Although the major intracellular signaling transducer for full-length and globular adiponectin is believed to be the AMP-activated protein kinase (AMPK) pathway (2), adiponectin appears to signal through multiple intracellular routes, depending on the cellular context. In human aortic endothelial cells, the cAMP or protein kinase A (PKA) pathway was evoked by adiponectin (8, 9), whereas in other endothelial cell models, the protein kinase B or Akt system transduces the adiponectin signal (10). There is evidence for adiponectin activation of the peripheral peroxisome-activated receptor- in placental tissue (11), and MAPK pathways in vascular tissue (12, 13), placenta (11), and osteoblasts (14).

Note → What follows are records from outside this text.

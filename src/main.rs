use clap::Parser;
use shotmap::cli::{args::Args, commands};
use std::process;

fn main() {
    let args = Args::parse();

    // No subcommand: show help and available commands
    if args.command.is_none() {
        show_help_and_commands();
        process::exit(0);
    }

    let runtime = tokio::runtime::Runtime::new().unwrap_or_else(|e| {
        eprintln!("Failed to create async runtime: {}", e);
        process::exit(1);
    });

    let result = runtime.block_on(async {
        tokio::select! {
            result = commands::run(args) => result,
            signal = tokio::signal::ctrl_c() => match signal {
                Ok(()) => Err(anyhow::anyhow!("Interrupted by user")),
                Err(e) => Err(anyhow::Error::new(e).context("Failed to listen for CTRL+C")),
            },
        }
    });

    if let Err(error) = result {
        eprintln!("Error: {:#}", error);
        process::exit(1);
    }
}

/// Show help information and available commands when no subcommand is provided
fn show_help_and_commands() {
    println!("Shotmap - NHL Team Shot-Location Reports");
    println!("========================================");
    println!();
    println!("Where each team shoots from, how it ranks against the league or the");
    println!("playoff field, and what kind of attack that adds up to.");
    println!();
    println!("USAGE:");
    println!("    shotmap <COMMAND> [OPTIONS]");
    println!();
    println!("COMMANDS:");
    println!("    report      Shot report for one team");
    println!("    league      Archetype of every team with data");
    println!("    snapshot    Build a daily rank snapshot for the history");
    println!("    help        Show this help message or help for specific commands");
    println!();
    println!("OPTIONS:");
    println!("    --dataset <FILE>  Dataset JSON (default: public/nhl-data.json)");
    println!("    --config <FILE>   Configuration file (JSON)");
    println!("    -v, --verbose     Increase logging verbosity");
    println!("    -q, --quiet       Only log errors");
    println!("    -h, --help        Show help information");
    println!("    -V, --version     Show version information");
    println!();
    println!("EXAMPLES:");
    println!("    # Ottawa's regular season report:");
    println!("    shotmap report --team OTT");
    println!();
    println!("    # Playoff report re-ranked over the playoff field, as JSON:");
    println!("    shotmap report --team Senators --season 20242025 --game-type playoffs --format json");
    println!();
    println!("    # Archetypes for the whole league:");
    println!("    shotmap league --season 20252026");
    println!();
    println!("    # Append today's rank snapshot to the dataset history:");
    println!("    shotmap snapshot --write");
    println!();
    println!("For detailed help on any command, use:");
    println!("    shotmap <COMMAND> --help");
}
//! Tests for the rank engine
//!
//! Covers single-selector re-ranking and full pool re-ranking of records.


// Test helper functions and fixtures
use crate::constants::zones;
use crate::fixtures::{self, TEAM_IDS, season};
use crate::models::{Dataset, GameType, PoolMember, Position, TeamId, TeamShotRecord};
use crate::ranking::{PoolRanks, build_pool_ranks, build_pool_ranks_with, rank_pool, rerank};
use std::collections::BTreeMap;

/// Records whose all-zones sog equals the given values, keyed by team id
pub fn create_sog_pool(values: &[(TeamId, u32)]) -> BTreeMap<TeamId, TeamShotRecord> {
    values
        .iter()
        .map(|&(id, sog)| (id, fixtures::record(&[(zones::LOW_SLOT, sog, sog / 10)], 0.7)))
        .collect()
}

/// Pool members over an ordered slice of (team id, record)
pub fn create_members(records: &[(TeamId, TeamShotRecord)]) -> Vec<PoolMember<'_>> {
    records
        .iter()
        .map(|(team_id, record)| PoolMember {
            team_id: *team_id,
            record,
        })
        .collect()
}

/// Sog selector over the all-zones, all-positions totals row
pub fn all_sog(record: &TeamShotRecord) -> Option<f64> {
    record.overall(Position::All).map(|row| f64::from(row.sog))
}

/// The full league fixture
pub fn create_league() -> Dataset {
    fixtures::league_dataset()
}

Adiponectin induces multiple effects on target tissues, including increased sensitivity to insulin, vasodilation, antiatherogenic activity, abrogation of adhesion molecule expression, and inhibition of cellular responses to epidermal and platelet-derived growth factors (2). Circulating adiponectin is significantly decreased in women with polycystic ovarian syndrome (PCOS), independent of obesity (15, 16). Furthermore, variants of the adiponectin gene (single nucleotide polymorphisms) are more prevalent in women with PCOS (17). PCOS is characterized by insulin resistance at the ovarian level, elevated androgen synthesis, insufficient FSH to induce aromatization of androgens, and consequent arrest in follicular growth and anovulation (18).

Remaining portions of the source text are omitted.